Many Conservatives idolise the US and are desperate to do a trade deal with them, which is fine. But they should know Congress has a say on all US agreements, and the UK Parliament needs the same right, says Neil Parish, chairman of the Efra Committee.

It’s been another interesting few months since I penned my last column for Farmers Guardian in May.

 

We have stopped working from home and are now mostly back in Westminster. The Government was very keen to get Parliament up and running because there is so much key legislation to get through this year.

 

One of those key pieces of legislation is the Agriculture Bill, which you will all be keenly watching.

 

It is currently on its travels through the Lords after a rather eventful Commons Report Stage in which I led a rebellion against the Government on food standards.

 

New Clause 2 was, as you may know, voted down.

 

Scrutinise

 

It was intended to allow Parliament the ability to scrutinise the content of any trade deal, with reference to animal welfare, the environment and food standards.

 

It would also have legally prevented imports coming into this country that had not been produced to ‘equivalent’ high standards.

 

I am not against trade deals with the US, Australia and New Zealand, as well as growth markets like Brazil.

 

Many of our brilliant farm businesses will be able to export products into these consumer markets far more easily.

 

But we must be careful to protect our own farmers who, as we know, produce to some of the highest standards in the world – at a cost.

 

Totemic

 

A recent National Farmers Union petition on this totemic issue reached 1 million signatures.
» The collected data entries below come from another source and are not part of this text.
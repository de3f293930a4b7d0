//! Logout: drop the persisted token set and send the user to the provider.

use log::*;

use crate::config::AuthSettings;
use crate::session::token_key;
use crate::store::TransientStore;

/// Provider path of the logout endpoint, relative to the issuer.
pub const LOGOUT_PATH: &str = "logout";

/// Clear the token set and return the URL to redirect the user agent to.
///
/// Never fails: a store error is logged and the redirect still happens, and
/// without an issuer URL the user goes straight to the post-logout URL.
pub async fn logout(
    settings: &AuthSettings,
    store: &dyn TransientStore,
    session_id: Option<&str>,
) -> String {
    match token_key(settings, session_id) {
        Some(key) => {
            if let Err(e) = store.delete(&key).await {
                error!("Failed to clear token set on logout: {}", e);
            }
        }
        None => debug!("Logout without a session; no token set to clear"),
    }

    logout_url(settings)
}

/// `<issuer>/logout?redirect=<post_logout_redirect_url>`, or the post-logout
/// URL itself when the issuer is not configured.
pub fn logout_url(settings: &AuthSettings) -> String {
    match settings.endpoint(LOGOUT_PATH) {
        Ok(mut url) => {
            url.query_pairs_mut()
                .append_pair("redirect", &settings.post_logout_redirect_url);
            url.into()
        }
        Err(_) => {
            warn!("Issuer URL not configured; redirecting straight to post-logout URL");
            settings.post_logout_redirect_url.clone()
        }
    }
}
I can tell you; trade standards have certainly not fallen off the political agenda.

 

After much hard work behind the scenes, I was pleased to see the announcement of a new Trade and Agriculture Commission this week.

 

This is a great first step to securing the future of UK farming.

 

It is something the NFU has been calling for over the last 18 months, and something which previous Defra Secretaries had signed up to.

 

It has been welcomed widely across the agricultural community and by animal welfare groups too.

 

Advisory

 

Instead of Defra though, the new Commission will be run out of the Department for International Trade, with an advisory role.

 

In my view, for this Commission to be properly effective, it must be set up quickly, have a properly independent chair, and be allowed to get on and do its vital work, without interference.

 

It would also, preferably, have a statutory underpinning, and I will be making this case to the Prime Minister, who I know wants to uphold our world-leading standards.

 

The Trade Bill, which is still in the Commons, is the perfect opportunity for the Government to get on the front foot, setting up the new Commission and supporting high standards in new trade deals.

 

Control

 

As we leave the EU and take back control of agriculture and trade policy, Parliament needs to be able to scrutinise the impact of these deals in full.

 

There are many Conservatives who idolise the US and want us to do a wide-ranging trade deal with them.

 

That’s fine.

 

But it is worth reminding everyone that the US Congress has a proper say on their trade deals – and our Parliament should have the same.